### EXERCISE REQUIREMENTS
A word-for-word copy of the lines from the one holding "pub fn cleanup(&self, age_secs: u32)" through the final line of the records below is the only output asked for.

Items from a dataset
····················
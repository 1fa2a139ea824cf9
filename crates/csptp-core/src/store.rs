//! Per-client timestamp retention for two-step follow-up.
//!
//! The service records the T2 it captured when transmitting a RespSync,
//! keyed by the client's IP, and fetches it when emitting the Follow_Up.
//! The sequence id is carried for validation but is not part of the key.
//!
//! Records live in `2^h` buckets (`h` in 0..=32, 0 means a single bucket);
//! the bucket is selected from the IPv4 integer value or the low 32 bits of
//! the IPv6 address, masked. Within a bucket, keys order like `memcmp` of
//! the raw IP. One mutex guards the whole store; `cleanup` relocks around
//! every removal so `update` makes progress while eviction runs from
//! another thread.

use std::collections::BTreeMap;
use std::net::IpAddr;
use std::sync::Mutex;

use crate::addr::{Address, Protocol};
use crate::error::{Error, Result};
use crate::time::{monotonic_secs, Timestamp};

/// Raw-IP key; derived ordering is lexicographic on the octets.
#[derive(Debug, Clone, Copy, PartialEq, Eq, PartialOrd, Ord)]
enum ClientKey {
    V4([u8; 4]),
    V6([u8; 16]),
}

#[derive(Debug, Clone, Copy)]
struct Record {
    ts: Timestamp,
    sequence_id: u16,
    /// Monotonic seconds of the last update.
    last_update: i64,
}

#[derive(Debug)]
pub struct TimestampStore {
    proto: Protocol,
    mask: u32,
    buckets: Mutex<Vec<BTreeMap<ClientKey, Record>>>,
}

impl TimestampStore {
    /// `hash_bits` selects the bucket count (`2^hash_bits`); zero uses a
    /// single list, more than 32 is refused.
    pub fn new(proto: Protocol, hash_bits: u32) -> Result<Self> {
        if hash_bits > 32 {
            tracing::warn!(hash_bits, "hash exceeds 32 bits");
            return Err(Error::Contract("hash exceeds 32 bits"));
        }
        let size = 1usize << hash_bits;
        let mask = (size as u64 - 1) as u32;
        Ok(Self {
            proto,
            mask,
            buckets: Mutex::new(vec![BTreeMap::new(); size]),
        })
    }

    pub fn hash_size(&self) -> usize {
        self.mask as usize + 1
    }

    fn key_of(&self, addr: &Address) -> Result<ClientKey> {
        match (self.proto, addr.ip()) {
            (Protocol::Udp4, IpAddr::V4(ip)) => Ok(ClientKey::V4(ip.octets())),
            (Protocol::Udp6, IpAddr::V6(ip)) => Ok(ClientKey::V6(ip.octets())),
            _ => Err(Error::Contract("address family does not match store")),
        }
    }

    fn bucket_of(&self, addr: &Address) -> usize {
        let v = addr.v4_value().or_else(|| addr.v6_low32()).unwrap_or(0);
        (v & self.mask) as usize
    }

    /// Insert or replace the record for this client.
    pub fn update(&self, addr: &Address, ts: Timestamp, sequence_id: u16) -> Result<()> {
        self.update_at(addr, ts, sequence_id, monotonic_secs())
    }

    fn update_at(&self, addr: &Address, ts: Timestamp, sequence_id: u16, now: i64) -> Result<()> {
        let key = self.key_of(addr)?;
        let bucket = self.bucket_of(addr);
        let mut buckets = self.buckets.lock().unwrap();
        buckets[bucket].insert(key, Record { ts, sequence_id, last_update: now });
        Ok(())
    }

    /// Look up the client's record; `None` when missing or when the stored
    /// sequence id differs. `clear` zeroes the stored timestamp after a hit
    /// (the record itself stays until cleanup).
    pub fn fetch(&self, addr: &Address, sequence_id: u16, clear: bool) -> Option<Timestamp> {
        let key = self.key_of(addr).ok()?;
        let bucket = self.bucket_of(addr);
        let mut buckets = self.buckets.lock().unwrap();
        let rec = buckets[bucket].get_mut(&key)?;
        if rec.sequence_id != sequence_id {
            return None;
        }
        let ts = rec.ts;
        if clear {
            rec.ts = Timestamp::default();
        }
        Some(ts)
    }

    /// Remove every record whose last update is older than `age_secs`.
    /// Returns the number removed. The lock is dropped and retaken around
    /// each removal so concurrent updates are not starved.
    pub fn cleanup(&self, age_secs: u32) -> usize {
        self.cleanup_before(monotonic_secs() - age_secs as i64)
    }

    fn cleanup_before(&self, cutoff: i64) -> usize {
        let num_buckets = self.hash_size();
        let mut removed = 0;
        for bucket in 0..num_buckets {
            loop {
                let mut buckets = self.buckets.lock().unwrap();
                let expired = buckets[bucket]
                    .iter()
                    .find(|(_, r)| r.last_update < cutoff)
                    .map(|(k, _)| *k);
                match expired {
                    Some(key) => {
                        buckets[bucket].remove(&key);
                        removed += 1;
                    }
                    None => break,
                }
            }
        }
        removed
    }

    /// Number of records currently stored.
    pub fn records(&self) -> usize {
        self.buckets.lock().unwrap().iter().map(|b| b.len()).sum()
    }
}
····················
### RESULT OF THE EXERCISE
    pub fn cleanup(&self, age_secs: u32) -> usize {
        self.cleanup_before(monotonic_secs() - age_secs as i64)
    }

    fn cleanup_before(&self, cutoff: i64) -> usize {
        let num_buckets = self.hash_size();
        let mut removed = 0;
        for bucket in 0..num_buckets {
            loop {
                let mut buckets = self.buckets.lock().unwrap();
                let expired = buckets[bucket]
                    .iter()
                    .find(|(_, r)| r.last_update < cutoff)
                    .map(|(k, _)| *k);
                match expired {
                    Some(key) => {
                        buckets[bucket].remove(&key);
                        removed += 1;
                    }
                    None => break,
                }
            }
        }
        removed
    }

    /// Number of records currently stored.
    pub fn records(&self) -> usize {
        self.buckets.lock().unwrap().iter().map(|b| b.len()).sum()
    }
}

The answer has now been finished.